PF negocia delações em investigação sobre Abin Paralela no governo Bolsonaro

O presidente da República, Jair Bolsonaro, durante cerimônia de cumprimentos aos oficiais-generais promovidos,no Palácio do Planalto

O diretor-geral da Polícia Federal, Andrei Rodrigues, disse nesta terça-feira (11) que a investigadores negociam colaborações premiadas na apuração sobre a existência de uma Abin paralela durante o governo Jair Bolsonaro (PL).

De acordo com Andrei, a perspectiva é que o inquérito seja concluído em julho ou agosto.

“Estamos [na fase de] diligências finais, tem a possibilidade de colaboração de investigados”, afirmou o diretor-geral.

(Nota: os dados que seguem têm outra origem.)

//! OMDb response envelope and normalized result types.

use serde::{Deserialize, Deserializer, Serialize};
use serde_json::{Map, Value};

/// Reads a JSON scalar as text.
///
/// Strings pass through, numbers and other values keep their JSON
/// rendering, and `null` reads as absent. Parsing the text is left to
/// the normalizer.
fn scalar_text<'de, D>(deserializer: D) -> Result<Option<String>, D::Error>
where
    D: Deserializer<'de>,
{
    Ok(match Option::<Value>::deserialize(deserializer)? {
        None | Some(Value::Null) => None,
        Some(Value::String(text)) => Some(text),
        Some(other) => Some(other.to_string()),
    })
}

fn scalar_text_or_empty<'de, D>(deserializer: D) -> Result<String, D::Error>
where
    D: Deserializer<'de>,
{
    scalar_text(deserializer).map(Option::unwrap_or_default)
}

// --- Upstream ---

/// Raw search response body.
#[derive(Debug, Clone, Deserialize)]
pub(crate) struct SearchEnvelope {
    /// `"True"` or `"False"`.
    #[serde(rename = "Response", default)]
    pub response: Option<String>,
    /// Total hit count, usually a decimal string.
    #[serde(rename = "totalResults", default, deserialize_with = "scalar_text")]
    pub total_results: Option<String>,
    /// Hits on the requested page.
    #[serde(rename = "Search", default)]
    pub search: Option<Vec<RawItem>>,
    /// Failure message.
    #[serde(rename = "Error", default)]
    pub error: Option<String>,
}

/// A single raw search hit.
#[derive(Debug, Clone, Deserialize)]
pub struct RawItem {
    /// Title.
    #[serde(rename = "Title", default)]
    pub title: String,
    /// Year as sent upstream (e.g. `"1999"` or `1999`).
    #[serde(rename = "Year", default, deserialize_with = "scalar_text_or_empty")]
    pub year: String,
    /// IMDb identifier.
    #[serde(rename = "imdbID", default)]
    pub imdb_id: String,
    /// `movie`, `series`, or `episode`.
    #[serde(rename = "Type", default)]
    pub kind: String,
    /// Poster URL or the literal `"N/A"`.
    #[serde(rename = "Poster", default)]
    pub poster: Option<String>,
}

// --- Normalized ---

/// A search hit reshaped for downstream consumers.
#[derive(Debug, Clone, PartialEq, Eq, Serialize)]
pub struct Item {
    /// Title.
    pub title: String,
    /// Release year.
    pub year: i32,
    /// IMDb identifier.
    pub imdb_id: String,
    /// `movie`, `series`, or `episode`.
    #[serde(rename = "type")]
    pub kind: String,
    /// Poster URL; `None` when upstream has no poster.
    #[serde(rename = "poster")]
    pub poster_url: Option<String>,
}

/// Normalized outcome of a search response.
#[derive(Debug, Clone, PartialEq, Eq)]
#[allow(clippy::module_name_repetitions)]
pub struct SearchResult {
    success: bool,
    total_results: u32,
    items: Vec<Item>,
    error_message: Option<String>,
}

impl SearchResult {
    pub(crate) const fn found(total_results: u32, items: Vec<Item>) -> Self {
        Self {
            success: true,
            total_results,
            items,
            error_message: None,
        }
    }

    pub(crate) const fn failed(error_message: Option<String>) -> Self {
        Self {
            success: false,
            total_results: 0,
            items: Vec::new(),
            error_message,
        }
    }

    /// Whether upstream reported results.
    #[must_use]
    pub const fn is_success(&self) -> bool {
        self.success
    }

    /// Total hits across all pages (0 when unknown).
    #[must_use]
    pub const fn total_results(&self) -> u32 {
        self.total_results
    }

    /// Hits on the returned page.
    #[must_use]
    pub fn items(&self) -> &[Item] {
        &self.items
    }

    /// Upstream failure message.
    #[must_use]
    pub fn error_message(&self) -> Option<&str> {
        self.error_message.as_deref()
    }

    /// Consumes the result, returning the hits.
    #[must_use]
    pub fn into_items(self) -> Vec<Item> {
        self.items
    }
}

/// Outcome of a title or IMDb id lookup.
///
/// The record is passed through as upstream sent it, minus the
/// `Response` marker.
#[derive(Debug, Clone, PartialEq, Eq)]
pub struct DetailResult {
    record: Option<Map<String, Value>>,
    error_message: Option<String>,
}

impl DetailResult {
    pub(crate) const fn found(record: Map<String, Value>) -> Self {
        Self {
            record: Some(record),
            error_message: None,
        }
    }

    pub(crate) const fn failed(error_message: Option<String>) -> Self {
        Self {
            record: None,
            error_message,
        }
    }

    /// Whether upstream found the record.
    #[must_use]
    pub const fn is_success(&self) -> bool {
        self.record.is_some()
    }

    /// Borrows the record.
    #[must_use]
    pub const fn record(&self) -> Option<&Map<String, Value>> {
        self.record.as_ref()
    }

    /// Upstream failure message.
    #[must_use]
    pub fn error_message(&self) -> Option<&str> {
        self.error_message.as_deref()
    }

    /// Consumes the result, returning the record.
    #[must_use]
    pub fn into_record(self) -> Option<Map<String, Value>> {
        self.record
    }
}
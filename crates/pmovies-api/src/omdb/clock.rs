//! Current-year source for the `year` parameter check.

use chrono::{Datelike, Local};

/// Supplies the current calendar year.
///
/// Injected into `ParamBuilder` so the upper bound of the `year`
/// check does not depend on the wall clock in tests.
pub trait Clock: Send + Sync {
    /// Returns the current year.
    fn current_year(&self) -> i32;
}

/// Local system clock.
#[derive(Debug, Clone, Copy, Default)]
pub struct SystemClock;

impl Clock for SystemClock {
    fn current_year(&self) -> i32 {
        Local::now().year()
    }
}

/// Clock pinned to a fixed year.
#[derive(Debug, Clone, Copy, PartialEq, Eq)]
pub struct FixedClock(pub i32);

impl Clock for FixedClock {
    fn current_year(&self) -> i32 {
        self.0
    }
}

#[cfg(test)]
mod tests {
    use super::*;

    #[test]
    fn test_fixed_clock_returns_pinned_year() {
        // Arrange
        let clock = FixedClock(1999);

        // Act & Assert
        assert_eq!(clock.current_year(), 1999);
    }

    #[test]
    fn test_system_clock_matches_local_year() {
        // Arrange & Act
        let year = SystemClock.current_year();

        // Assert
        assert_eq!(year, Local::now().year());
    }
}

A Abin está no foco de investigação da PF desde março do ano passado, quando veio à tona a informação de que a gestão Bolsonaro usou o FirstMile para investigar ilegalmente adversários políticos por meio da localização geográfica de telefones celulares.

O inquérito já resultou em duas operações com prisões e buscas e apreensões, uma em outubro e a mais recente em janeiro.

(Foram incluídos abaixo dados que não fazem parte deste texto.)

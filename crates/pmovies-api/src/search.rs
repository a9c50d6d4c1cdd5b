//! Search orchestration.
//!
//! Composes `ParamBuilder`, one upstream call, and the normalizer into
//! the outcome handed to the presentation layer.

use std::time::Duration;

use serde::Serialize;
use serde_json::{Map, Value, json};
use thiserror::Error;
use tracing::instrument;

use crate::omdb::normalize::{self, NormalizeError};
use crate::omdb::{
    Clock, DEFAULT_TIMEOUT, Item, LocalOmdbApi, Param, ParamBuilder, ParamError, ParamSet,
    RequiredParam, SystemClock, TransportError,
};

/// Message for a search without a filter.
const MISSING_FILTER: &str = "Missing param \"filter\"! Unable to make a search!";

/// Message for a search upstream has no hits for.
const NO_RESULTS: &str = "No results for the given filter were found!";

/// Search failure, one variant per HTTP-equivalent outcome.
#[derive(Debug, Clone, PartialEq, Eq, Error)]
#[allow(clippy::module_name_repetitions)]
pub enum SearchError {
    /// Missing or empty required input.
    #[error("{0}")]
    BadRequest(String),
    /// Upstream reported no match.
    #[error("{0}")]
    NotFound(String),
    /// An optional parameter failed validation.
    #[error("{0}")]
    UnprocessableEntity(String),
    /// Upstream could not be reached or sent an unusable body.
    #[error("{0}")]
    ServiceUnavailable(String),
    /// Upstream did not answer within the bound.
    #[error("OMDb did not respond within {0:?}")]
    GatewayTimeout(Duration),
}

impl SearchError {
    /// HTTP status code equivalent.
    #[must_use]
    pub const fn status_code(&self) -> u16 {
        match self {
            Self::BadRequest(_) => 400,
            Self::NotFound(_) => 404,
            Self::UnprocessableEntity(_) => 422,
            Self::ServiceUnavailable(_) => 503,
            Self::GatewayTimeout(_) => 504,
        }
    }

    /// Error envelope: `{"error": "<message>"}`.
    #[must_use]
    pub fn to_body(&self) -> Value {
        json!({ "error": self.to_string() })
    }
}

impl From<ParamError> for SearchError {
    fn from(err: ParamError) -> Self {
        match err {
            ParamError::EmptyRequired(_) => Self::BadRequest(err.to_string()),
            ParamError::InvalidValue { .. } | ParamError::Locked(_) => {
                Self::UnprocessableEntity(err.to_string())
            }
        }
    }
}

impl From<TransportError> for SearchError {
    fn from(err: TransportError) -> Self {
        match err {
            TransportError::Timeout(bound) => Self::GatewayTimeout(bound),
            TransportError::Status { .. } | TransportError::Request(_) => {
                Self::ServiceUnavailable(err.to_string())
            }
        }
    }
}

impl From<NormalizeError> for SearchError {
    fn from(err: NormalizeError) -> Self {
        Self::ServiceUnavailable(err.to_string())
    }
}

/// Successful search payload: `{"search": [Item...]}`.
#[derive(Debug, Clone, PartialEq, Eq, Serialize)]
#[allow(clippy::module_name_repetitions)]
pub struct SearchPayload {
    /// Normalized hits on the requested page.
    pub search: Vec<Item>,
}

/// Runs searches and lookups against an OMDb API implementation.
///
/// Every call builds a fresh `ParamSet`; the service itself holds no
/// per-request state.
#[derive(Debug)]
#[allow(clippy::module_name_repetitions)]
pub struct SearchService<A, C = SystemClock> {
    api: A,
    api_key: Option<String>,
    timeout: Duration,
    clock: C,
}

impl<A: LocalOmdbApi> SearchService<A> {
    /// Creates a service using the system clock and the default timeout.
    #[must_use]
    pub const fn new(api: A, api_key: Option<String>) -> Self {
        Self {
            api,
            api_key,
            timeout: DEFAULT_TIMEOUT,
            clock: SystemClock,
        }
    }
}

#[allow(clippy::future_not_send)]
impl<A: LocalOmdbApi, C: Clock + Clone> SearchService<A, C> {
    /// Replaces the clock used for the `year` check.
    #[must_use]
    pub fn with_clock<D: Clock + Clone>(self, clock: D) -> SearchService<A, D> {
        SearchService {
            api: self.api,
            api_key: self.api_key,
            timeout: self.timeout,
            clock,
        }
    }

    /// Sets the bound on a single upstream call.
    #[must_use]
    pub const fn timeout(mut self, timeout: Duration) -> Self {
        self.timeout = timeout;
        self
    }

    /// Searches OMDb by free text.
    ///
    /// `kind`, `year`, and `page` are attached in that order when present
    /// and non-empty.
    ///
    /// # Errors
    ///
    /// - `SearchError::BadRequest` if `filter` is empty (no upstream call).
    /// - `SearchError::UnprocessableEntity` if an optional value is illegal.
    /// - `SearchError::ServiceUnavailable` on transport or decoding failure.
    /// - `SearchError::GatewayTimeout` if upstream does not answer in time.
    /// - `SearchError::NotFound` if upstream reports no results.
    #[instrument(skip_all)]
    pub async fn search(
        &self,
        filter: &str,
        kind: Option<&str>,
        year: Option<&str>,
        page: Option<&str>,
    ) -> Result<SearchPayload, SearchError> {
        if filter.is_empty() {
            return Err(SearchError::BadRequest(String::from(MISSING_FILTER)));
        }

        let optional = [(Param::Type, kind), (Param::Year, year), (Param::Page, page)]
            .into_iter()
            .filter_map(|(param, value)| value.filter(|v| !v.is_empty()).map(|v| (param, v)));

        let mut builder = self.builder(RequiredParam::Search, filter)?;
        builder.add_all(optional)?;
        let params = builder.build();

        tracing::debug!(filter = %filter, params = %params, "OMDb search");

        let body = self.call(&params).await?;
        let result = normalize::parse(&body)?;

        if !result.is_success() {
            tracing::debug!(
                filter = %filter,
                upstream_error = ?result.error_message(),
                "OMDb search returned no results"
            );
            return Err(SearchError::NotFound(String::from(NO_RESULTS)));
        }

        tracing::debug!(
            total_results = result.total_results(),
            pages = normalize::page_count(result.total_results()),
            "OMDb search completed"
        );

        Ok(SearchPayload {
            search: result.into_items(),
        })
    }

    /// Looks up a single record by exact title.
    ///
    /// # Errors
    ///
    /// Same as [`Self::search`], with `NotFound` carrying the upstream message.
    #[instrument(skip_all)]
    pub async fn lookup_title(&self, title: &str) -> Result<Map<String, Value>, SearchError> {
        self.lookup(RequiredParam::Title, title).await
    }

    /// Looks up a single record by IMDb identifier.
    ///
    /// # Errors
    ///
    /// Same as [`Self::search`], with `NotFound` carrying the upstream message.
    #[instrument(skip_all)]
    pub async fn lookup_imdb_id(&self, imdb_id: &str) -> Result<Map<String, Value>, SearchError> {
        self.lookup(RequiredParam::ImdbId, imdb_id).await
    }

    async fn lookup(
        &self,
        required: RequiredParam,
        value: &str,
    ) -> Result<Map<String, Value>, SearchError> {
        let params = self.builder(required, value)?.build();
        tracing::debug!(params = %params, "OMDb lookup");

        let body = self.call(&params).await?;
        let detail = normalize::parse_detail(&body)?;

        match (detail.error_message().map(String::from), detail.into_record()) {
            (_, Some(record)) => Ok(record),
            (message, None) => Err(SearchError::NotFound(
                message.unwrap_or_else(|| String::from(NO_RESULTS)),
            )),
        }
    }

    fn builder(
        &self,
        required: RequiredParam,
        value: &str,
    ) -> Result<ParamBuilder<C>, ParamError> {
        ParamBuilder::with_clock(
            required,
            value,
            self.api_key.as_deref(),
            self.clock.clone(),
        )
    }

    /// Issues the single upstream call under the configured bound.
    async fn call(&self, params: &ParamSet) -> Result<String, SearchError> {
        match tokio::time::timeout(self.timeout, self.api.fetch(params)).await {
            Ok(result) => result.map_err(|e| {
                tracing::warn!(error = %e, "OMDb request failed");
                SearchError::from(e)
            }),
            Err(_) => {
                tracing::warn!(timeout = ?self.timeout, "OMDb request timed out");
                Err(SearchError::GatewayTimeout(self.timeout))
            }
        }
    }
}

Segundo a Folha apurou, a PF abriu pelo menos mais um inquérito ligado ao caso para apurar tentativa de obstrução de justiça da atual diretoria em investigações relativas à Abin.

Após a conclusão do inquérito central sobre a agência, a PF deverá abrir outras investigações relacionadas a cerca de 100 dossiês que foram produzidos na gestão passada que teriam indícios de ilícitos.